A total of 192 trays of goods have today been ferrying their way from the Lerwick store to the charity’s premises in North Road.
The massive response is more than double the 84 trays filled in December – and this time over just three days, rather than a week.
The impressive tally is second only to Stornoway in the north of Scotland and islands. The Western Isles town pipped Lerwick to the post, with around 10 extra trays.
The contents of the trays will be distributed around the isles over the next few weeks to those who need it most.
The Salvation Army’s David Grieve said he was highly impressed by the public response.
“This is probably double what we got last November,” he said. “That was a good, basic stock. This will certainly be wonderful.
“There’s been no let up. We’re still running at a higher rate than last year.
“The whole operation of this is so impressive to see. The [Tesco] staff were enthusiastic about getting people involved in the scheme, and some people were donating baskets and trolley-loads of stuff. It wasn’t just one or two items.”

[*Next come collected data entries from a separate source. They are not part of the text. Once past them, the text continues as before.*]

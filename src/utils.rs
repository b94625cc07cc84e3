use indicatif::{ProgressBar, ProgressStyle};
use serde::Serialize;
use serde_json::Value;
use std::fs;
use std::io::{BufReader, BufWriter, Write};
use std::path::{Path, PathBuf};

use crate::error::{ExportError, Result};

/// Read and parse a JSON document from a file stream.
pub fn read_json(path: &Path) -> Result<Value> {
    let file = fs::File::open(path).map_err(|source| ExportError::Read {
        path: path.to_path_buf(),
        source,
    })?;

    serde_json::from_reader(BufReader::new(file)).map_err(|source| ExportError::Parse {
        path: path.to_path_buf(),
        source,
    })
}

/// Serialize `value` as JSON to `path` without ever leaving a partial file.
///
/// The document goes to a temporary file in the destination directory first and
/// is renamed into place only after it has been fully flushed.
pub fn write_json_atomic<T: Serialize>(path: &Path, value: &T) -> Result<()> {
    let write_err = |source: std::io::Error| ExportError::Write {
        path: path.to_path_buf(),
        source,
    };

    let parent = match path.parent() {
        Some(parent) if !parent.as_os_str().is_empty() => parent.to_path_buf(),
        _ => PathBuf::from("."),
    };
    fs::create_dir_all(&parent).map_err(write_err)?;

    let mut temp = tempfile::NamedTempFile::new_in(&parent).map_err(write_err)?;
    {
        let mut writer = BufWriter::new(temp.as_file_mut());
        serde_json::to_writer(&mut writer, value)
            .map_err(|e| write_err(std::io::Error::new(std::io::ErrorKind::Other, e)))?;
        writer.flush().map_err(write_err)?;
    }
    temp.as_file().sync_all().map_err(write_err)?;
    temp.persist(path).map_err(|e| write_err(e.error))?;
    Ok(())
}

/// Create a progress bar with the given length and label
pub fn create_progress_bar(len: u64, label: &str) -> ProgressBar {
    let pb = ProgressBar::new(len);
    pb.set_style(
        ProgressStyle::default_bar()
            .template(&format!(
                "{{spinner:.green}} [{}] [{{elapsed_precise}}] [{{bar:40.cyan/blue}}] {{pos}}/{{len}} ({{eta}})",
                label
            ))
            .unwrap_or_else(|_| ProgressStyle::default_bar())
            .progress_chars("#>-"),
    );
    pb
}

/// Create an output directory (and its parents) if it does not exist yet
pub fn ensure_output_directory(path: &Path) -> std::io::Result<PathBuf> {
    if !path.exists() {
        log::debug!("Creating directory {:?}", path);
    }
    fs::create_dir_all(path)?;
    Ok(path.to_path_buf())
}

The link-up with the supermarket chain took place in conjunction with groups known as Fair Share – which aims to beat hunger by tackling food waste – and the Christian charity Trussell Trust, set up to help bring an end to hunger and poverty in the UK.
Salvation Army commanding officer Angela Nunn said all the food donated would be used locally.

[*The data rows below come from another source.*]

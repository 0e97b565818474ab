use std::sync::atomic::{AtomicU32, Ordering};
use std::sync::Arc;
use std::time::Duration;

use anyhow::Result;
use log::info;
use warren::memory::MemoryBroker;
use warren::{parse_config, MessageEnvelope, MessageProperties, Queue, SharedChannel};

const CONFIG: &str = r#"
[consumer]
strategy = "pull"

[queues.jobs]
durable = true
"#;

fn main() -> Result<()> {
    warren::setup_logger();

    let config = parse_config(CONFIG)?;

    let broker = MemoryBroker::new();
    let channel = SharedChannel::new(broker.channel());
    let queue = Queue::declare(&channel, "jobs", config.queue_options("jobs"))?;

    let done = Arc::new(AtomicU32::new(0));
    let counter = done.clone();

    let mut subscription = queue.consume(
        move |envelope: MessageEnvelope<u32>, ack| {
            let job = *envelope.payload();

            // Odd jobs are sent back once.
            if job % 2 == 1 && !envelope.redelivered() {
                info!("Job {job} is requeued");
                return ack.nack(true);
            }

            info!("Job {job} is done");
            counter.fetch_add(1, Ordering::SeqCst);
            ack.ack()
        },
        config.consumer.clone(),
    )?;

    for job in 0..10u32 {
        queue.publish(MessageProperties::default(), job.to_string().into_bytes())?;
    }

    while done.load(Ordering::SeqCst) < 10 {
        broker.dispatch();
        std::thread::sleep(Duration::from_millis(10));
    }

    subscription.cancel()?;

    Ok(())
}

“Normally it would go to the local Trussell Trust foodbank, but there isn’t one here,” she said. “And they used to send the food south, which is ridiculous. So it stays here now and goes out through us.”
Mrs Nunn said there was still a great need to provide the free food donations, and stressed some people in dire need were even going for a day or two without eating anything.
“Everyone we feed is in some kind of genuine crisis. We don’t want to call ourselves a foodbank – we talk about operating the emergency feeding service, and that’s what it is. It’s for emergencies. It’s for people who, otherwise, wouldn’t eat.
“Sadly, we regularly feed people who haven’t eaten for a couple of days – or not properly – while they are waiting to get a referral or have plucked up the courage to come and seek help from us. So, yes, there is a very definite need out there.”
That would seem to have been backed up by the figures. Mrs Nunn said 178 food parcels had been dispatched by the organisation this year alone until the end of June.
That works out at 29.7, on average, a month. Last year’s figures showed a monthly average of 23.6 for the whole of 2014, and that included extra supplies given out over Christmas.
Mrs Nunn expects the average per month to reach 33 by the end of this year. RBS, Market House and some churches in the town have acted as collection points for food donations.
Meanwhile, the Salvation Army has been asked to present evidence to the newly-formed Tackling Inequalities Commission when it holds its second meeting on 24th August.
Mrs Nunn said the organisation was “very blessed” with five volunteers who take responsibility for sorting out the donations. But the charity can take on more willing hands if anyone is keen to muck in.
Ashley Fuller of Tesco said: “It’s for our annual foodbanks that Tesco runs every year. Whatever we collected in the store it stays up in Shetland. It’s for the Salvation Army.
“We had our stall set out across the three days. It was really good fun because we just handed out little shopping lists with suggestions for the folk. It made sure it was all long-life stuff that was useful for the foodbanks.
“A hundred and ninety-two of our green trays got filled with food that customers and staff donated as they were shopping, which is incredible – they were all really, really generous. We’re all overwhelmed by how generous everyone was.”